*Task:* Lines from the top of the entries down to the line with "has zero norm." must be set down exactly as they stand, with both ends retained.

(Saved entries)

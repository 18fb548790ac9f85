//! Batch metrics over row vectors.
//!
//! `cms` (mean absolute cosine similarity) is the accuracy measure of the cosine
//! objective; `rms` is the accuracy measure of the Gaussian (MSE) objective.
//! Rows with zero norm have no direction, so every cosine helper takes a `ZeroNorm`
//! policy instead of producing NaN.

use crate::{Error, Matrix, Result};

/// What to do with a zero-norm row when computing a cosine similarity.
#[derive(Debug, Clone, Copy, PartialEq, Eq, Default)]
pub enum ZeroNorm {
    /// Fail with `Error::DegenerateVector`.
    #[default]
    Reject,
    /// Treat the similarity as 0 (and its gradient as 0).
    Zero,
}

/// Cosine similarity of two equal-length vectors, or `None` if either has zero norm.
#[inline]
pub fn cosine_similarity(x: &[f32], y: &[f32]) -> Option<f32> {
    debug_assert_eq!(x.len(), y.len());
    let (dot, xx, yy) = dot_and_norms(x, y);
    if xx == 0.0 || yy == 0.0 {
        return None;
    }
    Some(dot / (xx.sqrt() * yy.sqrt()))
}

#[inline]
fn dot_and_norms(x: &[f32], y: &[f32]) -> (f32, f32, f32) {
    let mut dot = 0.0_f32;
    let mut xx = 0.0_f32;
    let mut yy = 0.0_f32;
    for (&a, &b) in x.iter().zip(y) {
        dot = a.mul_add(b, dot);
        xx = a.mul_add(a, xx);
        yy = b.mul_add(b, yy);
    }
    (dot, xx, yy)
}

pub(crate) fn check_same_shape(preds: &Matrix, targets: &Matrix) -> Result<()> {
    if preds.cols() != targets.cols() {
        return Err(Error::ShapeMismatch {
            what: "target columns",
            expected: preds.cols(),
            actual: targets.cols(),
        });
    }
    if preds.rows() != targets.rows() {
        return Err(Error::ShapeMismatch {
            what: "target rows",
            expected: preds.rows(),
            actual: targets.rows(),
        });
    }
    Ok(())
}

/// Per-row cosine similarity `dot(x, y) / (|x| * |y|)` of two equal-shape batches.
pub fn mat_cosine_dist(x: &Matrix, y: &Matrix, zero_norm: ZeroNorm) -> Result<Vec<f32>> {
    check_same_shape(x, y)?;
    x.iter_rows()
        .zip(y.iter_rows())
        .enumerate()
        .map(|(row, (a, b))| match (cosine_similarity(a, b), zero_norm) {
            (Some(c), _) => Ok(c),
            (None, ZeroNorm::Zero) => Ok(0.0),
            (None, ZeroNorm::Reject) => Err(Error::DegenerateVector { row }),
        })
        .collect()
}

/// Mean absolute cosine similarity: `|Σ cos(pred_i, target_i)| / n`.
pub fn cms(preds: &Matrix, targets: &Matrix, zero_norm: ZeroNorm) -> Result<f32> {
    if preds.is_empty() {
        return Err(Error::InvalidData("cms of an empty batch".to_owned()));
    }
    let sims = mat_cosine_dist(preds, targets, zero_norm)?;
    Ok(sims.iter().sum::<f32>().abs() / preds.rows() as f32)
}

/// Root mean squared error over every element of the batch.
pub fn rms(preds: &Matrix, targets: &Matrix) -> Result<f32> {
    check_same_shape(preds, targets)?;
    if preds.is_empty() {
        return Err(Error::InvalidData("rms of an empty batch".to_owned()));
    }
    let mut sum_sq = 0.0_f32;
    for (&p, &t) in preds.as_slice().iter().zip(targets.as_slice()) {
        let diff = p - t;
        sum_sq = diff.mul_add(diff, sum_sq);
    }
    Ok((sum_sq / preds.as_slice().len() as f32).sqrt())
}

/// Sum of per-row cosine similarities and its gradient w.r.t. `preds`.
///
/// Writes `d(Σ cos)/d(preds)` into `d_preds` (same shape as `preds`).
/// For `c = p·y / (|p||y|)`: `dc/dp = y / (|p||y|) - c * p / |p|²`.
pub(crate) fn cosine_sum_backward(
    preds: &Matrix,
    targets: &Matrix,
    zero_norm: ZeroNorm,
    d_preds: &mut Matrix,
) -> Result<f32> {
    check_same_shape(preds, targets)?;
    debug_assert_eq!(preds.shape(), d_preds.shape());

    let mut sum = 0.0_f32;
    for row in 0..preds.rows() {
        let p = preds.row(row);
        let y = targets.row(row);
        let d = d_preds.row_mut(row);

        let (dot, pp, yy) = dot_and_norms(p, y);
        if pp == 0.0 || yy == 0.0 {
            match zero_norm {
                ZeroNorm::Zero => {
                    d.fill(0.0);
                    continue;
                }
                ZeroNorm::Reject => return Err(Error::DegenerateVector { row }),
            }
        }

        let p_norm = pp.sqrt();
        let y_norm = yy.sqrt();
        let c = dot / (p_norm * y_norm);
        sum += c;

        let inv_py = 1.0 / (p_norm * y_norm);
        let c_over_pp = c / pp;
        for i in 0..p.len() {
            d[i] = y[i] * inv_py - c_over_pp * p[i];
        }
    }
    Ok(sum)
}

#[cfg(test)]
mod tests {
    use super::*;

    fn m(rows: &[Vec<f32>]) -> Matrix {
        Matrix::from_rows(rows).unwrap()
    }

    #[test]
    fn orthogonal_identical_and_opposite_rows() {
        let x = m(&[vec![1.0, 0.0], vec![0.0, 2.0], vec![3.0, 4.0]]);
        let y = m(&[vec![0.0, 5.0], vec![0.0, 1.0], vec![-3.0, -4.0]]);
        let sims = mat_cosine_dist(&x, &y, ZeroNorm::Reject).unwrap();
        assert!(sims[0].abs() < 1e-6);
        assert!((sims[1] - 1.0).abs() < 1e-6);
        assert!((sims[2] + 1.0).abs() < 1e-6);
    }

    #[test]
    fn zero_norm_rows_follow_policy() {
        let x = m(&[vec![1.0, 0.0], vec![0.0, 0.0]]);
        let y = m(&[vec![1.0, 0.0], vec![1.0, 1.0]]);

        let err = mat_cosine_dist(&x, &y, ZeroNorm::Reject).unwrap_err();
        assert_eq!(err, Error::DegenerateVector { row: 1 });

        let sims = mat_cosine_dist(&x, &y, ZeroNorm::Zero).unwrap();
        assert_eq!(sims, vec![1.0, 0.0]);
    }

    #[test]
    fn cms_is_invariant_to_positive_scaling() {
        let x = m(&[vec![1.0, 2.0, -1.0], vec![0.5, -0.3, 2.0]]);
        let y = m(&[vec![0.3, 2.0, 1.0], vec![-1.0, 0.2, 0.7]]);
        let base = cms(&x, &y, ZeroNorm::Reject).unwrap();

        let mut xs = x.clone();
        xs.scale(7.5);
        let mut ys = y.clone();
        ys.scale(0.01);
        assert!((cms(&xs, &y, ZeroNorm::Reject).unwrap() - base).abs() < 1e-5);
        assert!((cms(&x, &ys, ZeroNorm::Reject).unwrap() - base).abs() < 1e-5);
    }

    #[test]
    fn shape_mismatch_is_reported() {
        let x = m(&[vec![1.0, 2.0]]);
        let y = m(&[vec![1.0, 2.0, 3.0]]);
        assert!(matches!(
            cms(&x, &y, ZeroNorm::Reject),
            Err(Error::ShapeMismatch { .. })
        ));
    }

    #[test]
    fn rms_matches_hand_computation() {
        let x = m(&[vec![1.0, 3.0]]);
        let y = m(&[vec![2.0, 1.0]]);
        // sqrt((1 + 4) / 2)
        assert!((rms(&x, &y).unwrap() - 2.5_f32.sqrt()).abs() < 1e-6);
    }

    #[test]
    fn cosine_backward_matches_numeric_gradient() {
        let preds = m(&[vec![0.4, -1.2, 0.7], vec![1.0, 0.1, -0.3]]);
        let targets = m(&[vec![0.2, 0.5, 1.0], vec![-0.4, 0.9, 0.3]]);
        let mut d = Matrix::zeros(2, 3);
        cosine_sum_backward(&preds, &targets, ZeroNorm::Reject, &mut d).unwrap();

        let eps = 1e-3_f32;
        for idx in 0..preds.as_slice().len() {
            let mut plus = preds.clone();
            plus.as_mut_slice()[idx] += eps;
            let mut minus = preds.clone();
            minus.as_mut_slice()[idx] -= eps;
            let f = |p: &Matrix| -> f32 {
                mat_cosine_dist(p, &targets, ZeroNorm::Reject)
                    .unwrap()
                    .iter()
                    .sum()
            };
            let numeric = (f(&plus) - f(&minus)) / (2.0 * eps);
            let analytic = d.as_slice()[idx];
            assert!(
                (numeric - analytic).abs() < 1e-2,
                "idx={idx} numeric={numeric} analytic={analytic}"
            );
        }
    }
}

*Problem solution:*
repository 18fb548790ac9f85
//! Batch metrics over row vectors.
//!
//! `cms` (mean absolute cosine similarity) is the accuracy measure of the cosine
//! objective; `rms` is the accuracy measure of the Gaussian (MSE) objective.
//! Rows with zero norm have no direction, so every cosine helper takes a `ZeroNorm`
//! policy instead of producing NaN.

use crate::{Error, Matrix, Result};

/// What to do with a zero-norm row when computing a cosine similarity.
#[derive(Debug, Clone, Copy, PartialEq, Eq, Default)]
pub enum ZeroNorm {
    /// Fail with `Error::DegenerateVector`.
    #[default]
    Reject,
    /// Treat the similarity as 0 (and its gradient as 0).
    Zero,
}

/// Cosine similarity of two equal-length vectors, or `None` if either has zero norm.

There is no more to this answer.